- Film release poster
- Directed by: Lorna Tucker
- Produced by: Claire Lewis, Christopher Hird
- Narrated by: Colin Firth
- Cinematography: Sam Brown
- Edited by: David Potter
- Music by: Robin Schlochtermeier
- Production company: Dartmouth Films
- Release date: 8 February 2024 (United Kingdom);
- Running time: 86 minutes
- Country: United Kingdom
- Language: English

= Someone's Daughter, Someone's Son =

2024 documentary film

Someone's Daughter, Someone's Son is a 2024 British documentary film on homelessness. Directed by Lorna Tucker, who herself slept rough as a teenager, the film features interviews with former and current rough sleepers. The UK premiere of the film took place at the Tyneside Cinema in Newcastle on 8 February 2024 and was followed by nationwide release on 16 February 2024.

== Synopsis ==
The documentary started as a project during COVID-19 lockdown following a conversation between Tucker and Big Issue founder John Bird. Writing in The Independent, Tucker described the project as "Not making another film about homelessness, or portraits of homeless people", explaining that "This was to be a film about solutions. Made by people with lived experience, looking at how the different experiences that we have in life can lead to different problems. It is about how homelessness happens, and how that experience is so different for every individual. But also it is about those that survive it and go on to have lives, those ones that were so badly written off."

The people who share their stories in the documentary include Darren, Emma and Laura from London, Jamie from Glasgow and Earl from South Shields as well as Tucker herself. The documentary also shows examples of help given to those who are homeless and features interviews with various figures involved in tackling homelessness.

A Kickstarter campaign was launched to raise money to distribute the film. The goal was to show the film not only in cinemas, but also in community screenings around the UK.

Canadian singer-songwriter Bryan Adams recorded a song, also titled Someone's Daughter, Someone's Son, that is played at the end of the film.

== Reception ==
Sophie Monks Kaufman of Time Out wrote that "Someone’s Daughter, Someone’s Son wears its heart on its sleeve.
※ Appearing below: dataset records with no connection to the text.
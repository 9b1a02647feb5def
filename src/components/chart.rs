//! Line Chart Component
//!
//! Multi-series line chart using HTML5 Canvas. Series values are aligned
//! with a fixed set of category labels on the x-axis.

use leptos::*;
use wasm_bindgen::JsCast;
use web_sys::{CanvasRenderingContext2d, HtmlCanvasElement};

use crate::data::Series;

/// Line chart component
#[component]
pub fn LineChart(
    /// X-axis category labels
    labels: &'static [&'static str],
    /// Data series, each aligned with `labels`
    series: Vec<Series>,
    /// Y-axis caption drawn in the top-left corner
    #[prop(default = "Count")]
    y_label: &'static str,
) -> impl IntoView {
    let canvas_ref = create_node_ref::<html::Canvas>();

    let legend: Vec<(&'static str, &'static str)> =
        series.iter().map(|s| (s.name, s.color)).collect();

    // Draw once the canvas is mounted
    create_effect(move |_| {
        if let Some(canvas) = canvas_ref.get() {
            draw_chart(&canvas, labels, &series, y_label);
        }
    });

    view! {
        <div class="relative">
            <canvas
                node_ref=canvas_ref
                width="800"
                height="300"
                class="w-full h-64 rounded-lg"
            />

            <div class="text-center text-sm text-gray-500 mt-1">"Time"</div>

            // Legend (only shown for multi-series charts)
            {(legend.len() > 1).then(|| view! {
                <div class="flex justify-center flex-wrap gap-4 mt-2">
                    {legend.into_iter().map(|(name, color)| view! {
                        <div class="flex items-center space-x-2">
                            <div
                                class="w-3 h-3 rounded-full"
                                style=format!("background-color: {}", color)
                            />
                            <span class="text-sm text-gray-600">{name}</span>
                        </div>
                    }).collect_view()}
                </div>
            })}
        </div>
    }
}

/// Draw the chart on canvas
fn draw_chart(
    canvas: &HtmlCanvasElement,
    labels: &[&str],
    series: &[Series],
    y_label: &str,
) {
    let ctx = match canvas.get_context("2d") {
        Ok(Some(ctx)) => match ctx.dyn_into::<CanvasRenderingContext2d>() {
            Ok(ctx) => ctx,
            Err(_) => return,
        },
        _ => return,
    };

    let width = canvas.width() as f64;
    let height = canvas.height() as f64;

    // Margins
    let margin_left = 60.0;
    let margin_right = 20.0;
    let margin_top = 20.0;
    let margin_bottom = 40.0;

    let chart_width = width - margin_left - margin_right;
    let chart_height = height - margin_top - margin_bottom;

    // Clear canvas
    ctx.set_fill_style(&"#ffffff".into());
    ctx.fill_rect(0.0, 0.0, width, height);

    // Find global min/max for the y-axis
    let mut global_min = f64::INFINITY;
    let mut global_max = f64::NEG_INFINITY;

    for s in series {
        for value in &s.values {
            global_min = global_min.min(*value);
            global_max = global_max.max(*value);
        }
    }

    if !global_min.is_finite() || !global_max.is_finite() {
        ctx.set_fill_style(&"#9ca3af".into());
        ctx.set_font("16px sans-serif");
        let _ = ctx.fill_text("No data", width / 2.0 - 30.0, height / 2.0);
        return;
    }

    // Add padding to the y range
    let y_range = global_max - global_min;
    let y_padding = if y_range > 0.0 { y_range * 0.1 } else { 1.0 };
    global_min -= y_padding;
    global_max += y_padding;

    // Draw grid lines
    ctx.set_stroke_style(&"#e0e0e0".into());
    ctx.set_line_width(1.0);

    // Horizontal grid lines (5 lines)
    for i in 0..=5 {
        let y = margin_top + (i as f64 / 5.0) * chart_height;
        ctx.begin_path();
        ctx.move_to(margin_left, y);
        ctx.line_to(width - margin_right, y);
        ctx.stroke();

        // Y-axis labels
        let value = global_max - (i as f64 / 5.0) * (global_max - global_min);
        ctx.set_fill_style(&"#666666".into());
        ctx.set_font("12px sans-serif");
        let _ = ctx.fill_text(&format!("{:.0}", value), 5.0, y + 4.0);
    }

    // Y-axis caption
    ctx.set_fill_style(&"#666666".into());
    ctx.set_font("12px sans-serif");
    let _ = ctx.fill_text(y_label, 5.0, 12.0);

    let x_for = |i: usize| {
        if labels.len() > 1 {
            margin_left + (i as f64 / (labels.len() - 1) as f64) * chart_width
        } else {
            margin_left + chart_width / 2.0
        }
    };

    // Draw each data series
    for s in series {
        ctx.set_stroke_style(&s.color.into());
        ctx.set_line_width(2.0);
        ctx.begin_path();

        for (i, value) in s.values.iter().enumerate().take(labels.len()) {
            let x = x_for(i);

            // Scale y to the chart area (inverted because canvas y grows downward)
            let y = margin_top + ((global_max - value) / (global_max - global_min)) * chart_height;

            if i == 0 {
                ctx.move_to(x, y);
            } else {
                ctx.line_to(x, y);
            }
        }

        ctx.stroke();
    }

    // Draw x-axis labels
    ctx.set_fill_style(&"#666666".into());
    ctx.set_font("12px sans-serif");

    for (i, label) in labels.iter().enumerate() {
        let _ = ctx.fill_text(label, x_for(i) - 12.0, height - 10.0);
    }
}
It’s a passionate documentary that asks whether we see our homeless population as worthy of equal rights – and whether we even see them in the first place."

Cath Clarke of The Guardian stated that "Tucker works a kind of empathy miracle. Maybe it’s the questions she asks. Or the way she is there, not peering in, but eye level with her subjects, not talking to them as victims, but people with pasts and – fingers crossed – futures."